_REQUIREMENT:_ In the entries below, the lines from the one with "queue.extend(jobs);" through the one with "let count = AtomicUsize::new(0);" are to be copied exactly; both ends count.

_SUPPLIED RECORDS:_
use std::{
    ptr::NonNull,
    sync::{
        Arc, Mutex, RwLock,
        atomic::{AtomicBool, Ordering},
    },
    thread::{Thread, available_parallelism, spawn},
};

/// A fixed pool of parked worker threads executing borrowed job slices.
/// The calling thread participates as worker zero, so a one-thread pool
/// runs everything inline.
pub struct ThreadPool {
    inner: Arc<Inner>,
    workers: Vec<Thread>,
}

impl ThreadPool {
    pub fn new() -> Self {
        Self::with_threads(available_parallelism().map(|n| n.get()).unwrap_or(1))
    }

    pub fn with_threads(threads: usize) -> Self {
        let inner = Arc::new(Inner::new());
        let workers = (0..threads.max(1) - 1)
            .map(|index| {
                let inner = inner.clone();
                spawn(move || {
                    while !inner.is_closed() {
                        match inner.take_job() {
                            Some(job) => inner.run_job(job, index + 1),
                            None => std::thread::park(),
                        }
                    }
                })
                .thread()
                .clone()
            })
            .collect();
        Self { inner, workers }
    }

    pub fn num_threads(&self) -> usize {
        1 + self.workers.len()
    }

    /// Run `func` once per job across the pool and block until every
    /// invocation has finished.
    pub fn execute<'a, T: 'a + Send>(
        &mut self,
        jobs: impl IntoIterator<Item = &'a T>,
        func: impl Fn(&'a T, usize) + Send + Sync,
    ) {
        let runner = |job: *const (), worker: usize| {
            // SAFETY: every pointer in the queue came from the iterator
            // below, and the runner is uninstalled (which waits for all
            // in-flight invocations) before `execute` returns
            func(unsafe { &*(job as *const T) }, worker);
        };

        self.inner.with_runner(&runner, || {
            let queued = self
                .inner
                .queue_jobs(jobs.into_iter().map(|job| job as *const T as *const ()));

            for worker in self.workers.iter().take(queued.max(1) - 1) {
                worker.unpark();
            }

            while let Some(job) = self.inner.take_job() {
                self.inner.run_job(job, 0);
            }
        });
    }
}

impl Default for ThreadPool {
    fn default() -> Self {
        Self::new()
    }
}

impl Drop for ThreadPool {
    fn drop(&mut self) {
        self.inner.close();
        self.workers.iter().for_each(|w| w.unpark());
    }
}

unsafe impl Send for Inner {}
unsafe impl Sync for Inner {}

struct Inner {
    closed: AtomicBool,
    queue: Mutex<Vec<*const ()>>,
    // Holding the read lock while a job runs makes the uninstall (a write
    // lock) double as the completion barrier.
    runner: RwLock<Option<NonNull<dyn Fn(*const (), usize) + Send + Sync>>>,
}

impl Inner {
    fn new() -> Self {
        Self {
            closed: AtomicBool::new(false),
            queue: Mutex::new(Vec::new()),
            runner: RwLock::new(None),
        }
    }

    fn is_closed(&self) -> bool {
        self.closed.load(Ordering::Acquire)
    }

    fn close(&self) {
        self.closed.store(true, Ordering::Release);
    }

    fn take_job(&self) -> Option<*const ()> {
        self.queue.lock().unwrap().pop()
    }

    fn queue_jobs(&self, jobs: impl IntoIterator<Item = *const ()>) -> usize {
        let mut queue = self.queue.lock().unwrap();
        queue.extend(jobs);
        queue.len()
    }

    fn run_job(&self, job: *const (), worker: usize) {
        let runner = self.runner.read().unwrap();
        if let Some(runner) = *runner {
            unsafe { runner.as_ref()(job, worker) };
        }
    }

    fn with_runner(&self, runner: &(dyn Fn(*const (), usize) + Send + Sync), f: impl FnOnce()) {
        // SAFETY: erasing the borrow's lifetime is sound because the write
        // lock below (dropping the entry back to `None`) is not released
        // until `f` has returned, so no erased reference outlives `runner`.
        let erased: &(dyn Fn(*const (), usize) + Send + Sync + 'static) =
            unsafe { std::mem::transmute(runner) };
        *self.runner.write().unwrap() = Some(NonNull::from(erased));

        f();

        // blocks until the last in-flight job drops its read lock
        *self.runner.write().unwrap() = None;
    }
}

#[cfg(test)]
mod tests {
    use super::*;
    use std::sync::atomic::AtomicUsize;
    use std::time::Duration;

    #[test]
    fn every_job_runs_exactly_once() {
        let mut pool = ThreadPool::new();
        let total = AtomicUsize::new(0);

        let jobs: Vec<usize> = (1..=500).collect();
        pool.execute(&jobs, |job, _| {
            total.fetch_add(*job, Ordering::Relaxed);
        });

        assert_eq!(total.load(Ordering::Relaxed), 500 * 501 / 2);
    }

    #[test]
    fn single_thread_pools_run_inline() {
        let mut pool = ThreadPool::with_threads(1);
        assert_eq!(pool.num_threads(), 1);
        let count = AtomicUsize::new(0);
        let jobs = [(); 16];
        pool.execute(&jobs, |_, worker| {
            assert_eq!(worker, 0);
            count.fetch_add(1, Ordering::Relaxed);
        });
        assert_eq!(count.load(Ordering::Relaxed), 16);
    }

    #[test]
    fn execute_waits_for_stragglers() {
        let mut pool = ThreadPool::with_threads(4);
        let done = AtomicUsize::new(0);
        let jobs: Vec<usize> = (0..8).collect();
        pool.execute(&jobs, |_, _| {
            std::thread::sleep(Duration::from_millis(10));
            done.fetch_add(1, Ordering::Relaxed);
        });
        // the barrier in execute means all jobs finished before it returned
        assert_eq!(done.load(Ordering::Relaxed), 8);
    }
}
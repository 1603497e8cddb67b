use crate::Error;
use spirv::{BuiltIn, Decoration};

/// Accumulated decorations for one id (or one struct member). Orthogonal
/// annotations merge freely; the exclusive fields (descriptor set, binding)
/// must agree between contributions or the module is malformed.
#[derive(Clone, Copy, Debug, Default)]
pub struct Decorations {
    pub location: Option<i32>,
    pub component: Option<u32>,
    pub built_in: Option<BuiltIn>,
    pub flat: bool,
    pub no_perspective: bool,
    pub centroid: bool,
    pub block: bool,
    pub buffer_block: bool,
    pub descriptor_set: Option<u32>,
    pub binding: Option<u32>,
}

impl Decorations {
    pub fn apply(&mut self, id: u32, decoration: Decoration, arg: Option<u32>) -> Result<(), Error> {
        let arg_or = |what| arg.ok_or(Error::InvalidEnumValue { what, value: 0 });
        match decoration {
            Decoration::Location => self.location = Some(arg_or("location")? as i32),
            Decoration::Component => self.component = Some(arg_or("component")?),
            Decoration::BuiltIn => {
                let value = arg_or("builtin")?;
                let built_in = <BuiltIn as num_traits::FromPrimitive>::from_u32(value)
                    .ok_or(Error::InvalidEnumValue {
                        what: "builtin",
                        value,
                    })?;
                self.built_in = Some(built_in);
            }
            Decoration::Flat => self.flat = true,
            Decoration::NoPerspective => self.no_perspective = true,
            Decoration::Centroid => self.centroid = true,
            Decoration::Block => self.block = true,
            Decoration::BufferBlock => self.buffer_block = true,
            Decoration::DescriptorSet => {
                Self::exclusive(id, "descriptor set", &mut self.descriptor_set, arg_or("descriptor set")?)?
            }
            Decoration::Binding => {
                Self::exclusive(id, "binding", &mut self.binding, arg_or("binding")?)?
            }
            _ => {
                // intentionally partial; plenty of decorations carry no
                // meaning for code generation
            }
        }
        Ok(())
    }

    /// Merge a decoration group into this set.
    pub fn merge(&mut self, id: u32, src: &Decorations) -> Result<(), Error> {
        if src.location.is_some() {
            self.location = src.location;
        }
        if src.component.is_some() {
            self.component = src.component;
        }
        if src.built_in.is_some() {
            self.built_in = src.built_in;
        }
        if let Some(set) = src.descriptor_set {
            Self::exclusive(id, "descriptor set", &mut self.descriptor_set, set)?;
        }
        if let Some(binding) = src.binding {
            Self::exclusive(id, "binding", &mut self.binding, binding)?;
        }
        self.flat |= src.flat;
        self.no_perspective |= src.no_perspective;
        self.centroid |= src.centroid;
        self.block |= src.block;
        self.buffer_block |= src.buffer_block;
        Ok(())
    }

    fn exclusive(
        id: u32,
        field: &'static str,
        slot: &mut Option<u32>,
        value: u32,
    ) -> Result<(), Error> {
        match *slot {
            Some(previous) if previous != value => Err(Error::DecorationConflict {
                id,
                field,
                previous,
                conflicting: value,
            }),
            _ => {
                *slot = Some(value);
                Ok(())
            }
        }
    }
}

#[cfg(test)]
mod tests {
    use super::*;

    #[test]
    fn orthogonal_decorations_accumulate() {
        let mut d = Decorations::default();
        d.apply(1, Decoration::Location, Some(3)).unwrap();
        d.apply(1, Decoration::Flat, None).unwrap();
        d.apply(1, Decoration::Centroid, None).unwrap();
        assert_eq!(d.location, Some(3));
        assert!(d.flat && d.centroid && !d.no_perspective);
    }

    #[test]
    fn binding_conflict_is_detected() {
        let mut d = Decorations::default();
        d.apply(7, Decoration::Binding, Some(0)).unwrap();
        // re-decorating with the same value is fine
        d.apply(7, Decoration::Binding, Some(0)).unwrap();
        assert!(matches!(
            d.apply(7, Decoration::Binding, Some(1)),
            Err(Error::DecorationConflict {
                id: 7,
                field: "binding",
                previous: 0,
                conflicting: 1,
            })
        ));
    }

    #[test]
    fn group_merge_respects_exclusive_fields() {
        let mut d = Decorations::default();
        d.apply(2, Decoration::DescriptorSet, Some(1)).unwrap();

        let mut group = Decorations::default();
        group.apply(9, Decoration::DescriptorSet, Some(2)).unwrap();
        group.apply(9, Decoration::NoPerspective, None).unwrap();

        assert!(matches!(
            d.merge(2, &group),
            Err(Error::DecorationConflict { field: "descriptor set", .. })
        ));
    }
}
//! lanewise: a software-GPU shader translation and lane-vectorized
//! execution engine. A binary shader module goes through a single semantic
//! analysis pass ([`Shader`]), is specialized against a descriptor layout
//! into a [`Routine`], and is then evaluated for groups of [`LANE_COUNT`]
//! independent lanes at a time. The `pipeline` feature adds the
//! fixed-function state records, the fingerprint-keyed routine cache and a
//! dispatching [`pipeline::Device`].

pub use lanewise_core::{
    slot_index, AttribType, BuiltinSlice, Decorations, Error, ExecutionModes, Insn, InterfaceSlot,
    Module, ModuleBuilder, Object, ObjectId, ObjectKind, Shader, Type, TypeId, HEADER_WORDS,
    MAX_INTERFACE_SLOTS,
};
pub use lanewise_exec::{
    resolve_indices, walk_access_chain, BindingInfo, BindingRef, BuiltinValues, ChainOffset,
    DescriptorBindings, DescriptorLayout, DescriptorSet, Invocation, Lanes, Routine, LANE_BITS,
    LANE_COUNT,
};

#[cfg(feature = "pipeline")]
pub use lanewise_pipeline as pipeline;
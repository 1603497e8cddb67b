mod threadpool;

pub use threadpool::ThreadPool;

_THE ANSWER:_
        queue.extend(jobs);
        queue.len()
    }

    fn run_job(&self, job: *const (), worker: usize) {
        let runner = self.runner.read().unwrap();
        if let Some(runner) = *runner {
            unsafe { runner.as_ref()(job, worker) };
        }
    }

    fn with_runner(&self, runner: &(dyn Fn(*const (), usize) + Send + Sync), f: impl FnOnce()) {
        // SAFETY: erasing the borrow's lifetime is sound because the write
        // lock below (dropping the entry back to `None`) is not released
        // until `f` has returned, so no erased reference outlives `runner`.
        let erased: &(dyn Fn(*const (), usize) + Send + Sync + 'static) =
            unsafe { std::mem::transmute(runner) };
        *self.runner.write().unwrap() = Some(NonNull::from(erased));

        f();

        // blocks until the last in-flight job drops its read lock
        *self.runner.write().unwrap() = None;
    }
}

#[cfg(test)]
mod tests {
    use super::*;
    use std::sync::atomic::AtomicUsize;
    use std::time::Duration;

    #[test]
    fn every_job_runs_exactly_once() {
        let mut pool = ThreadPool::new();
        let total = AtomicUsize::new(0);

        let jobs: Vec<usize> = (1..=500).collect();
        pool.execute(&jobs, |job, _| {
            total.fetch_add(*job, Ordering::Relaxed);
        });

        assert_eq!(total.load(Ordering::Relaxed), 500 * 501 / 2);
    }

    #[test]
    fn single_thread_pools_run_inline() {
        let mut pool = ThreadPool::with_threads(1);
        assert_eq!(pool.num_threads(), 1);
        let count = AtomicUsize::new(0);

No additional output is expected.